What needs to be done ▸
Could you return every line of the records below that contains the word "ScrapeProvider"?

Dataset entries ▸
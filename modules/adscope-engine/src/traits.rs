// Trait abstractions for the workflow dependencies.
//
// RecordStore — typed record-store operations the orchestrators need.
// ScrapeProvider — one call: page URLs in, normalized ads out.
// AdAnalyzer — multimodal analysis with a text-only fallback path.
//
// These enable deterministic testing with the mocks in `testing`:
// no network, no live base, `cargo test` in seconds.

use anyhow::Result;
use async_trait::async_trait;
use chrono::{NaiveDate, Utc};

use adscope_common::types::{
    AdAnalysis, AdRecord, AdSighting, BrandRecord, DisplayFormat, JobRecord, JobStatus, JobUpdate,
    NewAd, TimeRange,
};
use apify_client::{AdFormat, AdLibraryScraperInput, NormalizedAd};
use gemini_client::AdAnalysisResult;

// ---------------------------------------------------------------------------
// RecordStore
// ---------------------------------------------------------------------------

#[async_trait]
pub trait RecordStore: Send + Sync {
    async fn get_job(&self, record_id: &str) -> Result<Option<JobRecord>>;

    async fn update_job_status(
        &self,
        record_id: &str,
        status: JobStatus,
        update: &JobUpdate,
    ) -> Result<()>;

    /// Batch-resolve brands in a single filtered query, never N+1.
    async fn get_brands(&self, record_ids: &[String]) -> Result<Vec<BrandRecord>>;

    /// Exact lookup on the dedup key; at most one row expected.
    async fn find_ad_by_archive_id(&self, archive_id: &str) -> Result<Option<AdRecord>>;

    /// Create a new ad row linked to `job_id`. Returns the record id.
    async fn create_ad(&self, ad: &NewAd, job_id: &str) -> Result<String>;

    /// Refresh mutable fields and replace the job link set on a re-sighting.
    async fn update_ad_sighting(&self, record_id: &str, sighting: &AdSighting) -> Result<()>;

    /// Unanalyzed active video ads, newest first, capped at `limit`.
    async fn ads_for_analysis(
        &self,
        limit: u32,
        start_date: Option<NaiveDate>,
    ) -> Result<Vec<AdRecord>>;

    async fn get_ads(&self, record_ids: &[String]) -> Result<Vec<AdRecord>>;

    async fn update_ad_analysis(&self, record_id: &str, analysis: &AdAnalysis) -> Result<()>;
}

#[async_trait]
impl RecordStore for airtable_client::AirtableClient {
    async fn get_job(&self, record_id: &str) -> Result<Option<JobRecord>> {
        Ok(self.get_job(record_id).await?)
    }

    async fn update_job_status(
        &self,
        record_id: &str,
        status: JobStatus,
        update: &JobUpdate,
    ) -> Result<()> {
        Ok(self.update_job_status(record_id, status, update).await?)
    }

    async fn get_brands(&self, record_ids: &[String]) -> Result<Vec<BrandRecord>> {
        Ok(self.get_brands(record_ids).await?)
    }

    async fn find_ad_by_archive_id(&self, archive_id: &str) -> Result<Option<AdRecord>> {
        Ok(self.find_ad_by_archive_id(archive_id).await?)
    }

    async fn create_ad(&self, ad: &NewAd, job_id: &str) -> Result<String> {
        Ok(self.create_ad(ad, job_id).await?)
    }

    async fn update_ad_sighting(&self, record_id: &str, sighting: &AdSighting) -> Result<()> {
        Ok(self.update_ad_sighting(record_id, sighting).await?)
    }

    async fn ads_for_analysis(
        &self,
        limit: u32,
        start_date: Option<NaiveDate>,
    ) -> Result<Vec<AdRecord>> {
        Ok(self.ads_for_analysis(limit, start_date).await?)
    }

    async fn get_ads(&self, record_ids: &[String]) -> Result<Vec<AdRecord>> {
        Ok(self.get_ads(record_ids).await?)
    }

    async fn update_ad_analysis(&self, record_id: &str, analysis: &AdAnalysis) -> Result<()> {
        Ok(self.update_ad_analysis(record_id, analysis).await?)
    }
}

// ---------------------------------------------------------------------------
// ScrapeProvider
// ---------------------------------------------------------------------------

/// Scrape configuration derived from explicit job attributes.
#[derive(Debug, Clone)]
pub struct ScrapeRequest {
    pub page_urls: Vec<String>,
    pub max_results: u32,
    pub time_range: TimeRange,
}

#[async_trait]
pub trait ScrapeProvider: Send + Sync {
    async fn scrape(&self, request: &ScrapeRequest) -> Result<Vec<NormalizedAd>>;
}

#[async_trait]
impl ScrapeProvider for apify_client::ApifyClient {
    async fn scrape(&self, request: &ScrapeRequest) -> Result<Vec<NormalizedAd>> {
        let input = AdLibraryScraperInput {
            pages: request.page_urls.clone(),
            max_results_per_page: request.max_results,
            scrape_ad_details: true,
            scrape_ad_creative: true,
            include_inactive: false,
            date_from: request
                .time_range
                .date_from(Utc::now())
                .map(|cutoff| cutoff.to_rfc3339()),
        };
        Ok(self.scrape_ad_library(&input).await?)
    }
}

// ---------------------------------------------------------------------------
// AdAnalyzer
// ---------------------------------------------------------------------------

#[async_trait]
pub trait AdAnalyzer: Send + Sync {
    /// Media-inclusive analysis. Fails on unfetchable or oversized media;
    /// callers fall back to `analyze_copy`.
    async fn analyze_video(&self, media_url: &str, ad_copy: &str) -> Result<AdAnalysisResult>;

    /// Text-only analysis of the ad's copy.
    async fn analyze_copy(&self, ad_copy: &str) -> Result<AdAnalysisResult>;
}

#[async_trait]
impl AdAnalyzer for gemini_client::GeminiClient {
    async fn analyze_video(&self, media_url: &str, ad_copy: &str) -> Result<AdAnalysisResult> {
        Ok(self.analyze_video_ad(media_url, ad_copy).await?)
    }

    async fn analyze_copy(&self, ad_copy: &str) -> Result<AdAnalysisResult> {
        Ok(self.analyze_ad_copy(ad_copy).await?)
    }
}

/// Map the scrape client's format onto the store's display format.
pub fn display_format_from(format: AdFormat) -> DisplayFormat {
    match format {
        AdFormat::Video => DisplayFormat::Video,
        AdFormat::Image => DisplayFormat::Image,
        AdFormat::Carousel => DisplayFormat::Carousel,
        AdFormat::Text => DisplayFormat::Text,
    }
}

Expected output ▸
// ScrapeProvider — one call: page URLs in, normalized ads out.
// ScrapeProvider
pub trait ScrapeProvider: Send + Sync {
impl ScrapeProvider for apify_client::ApifyClient {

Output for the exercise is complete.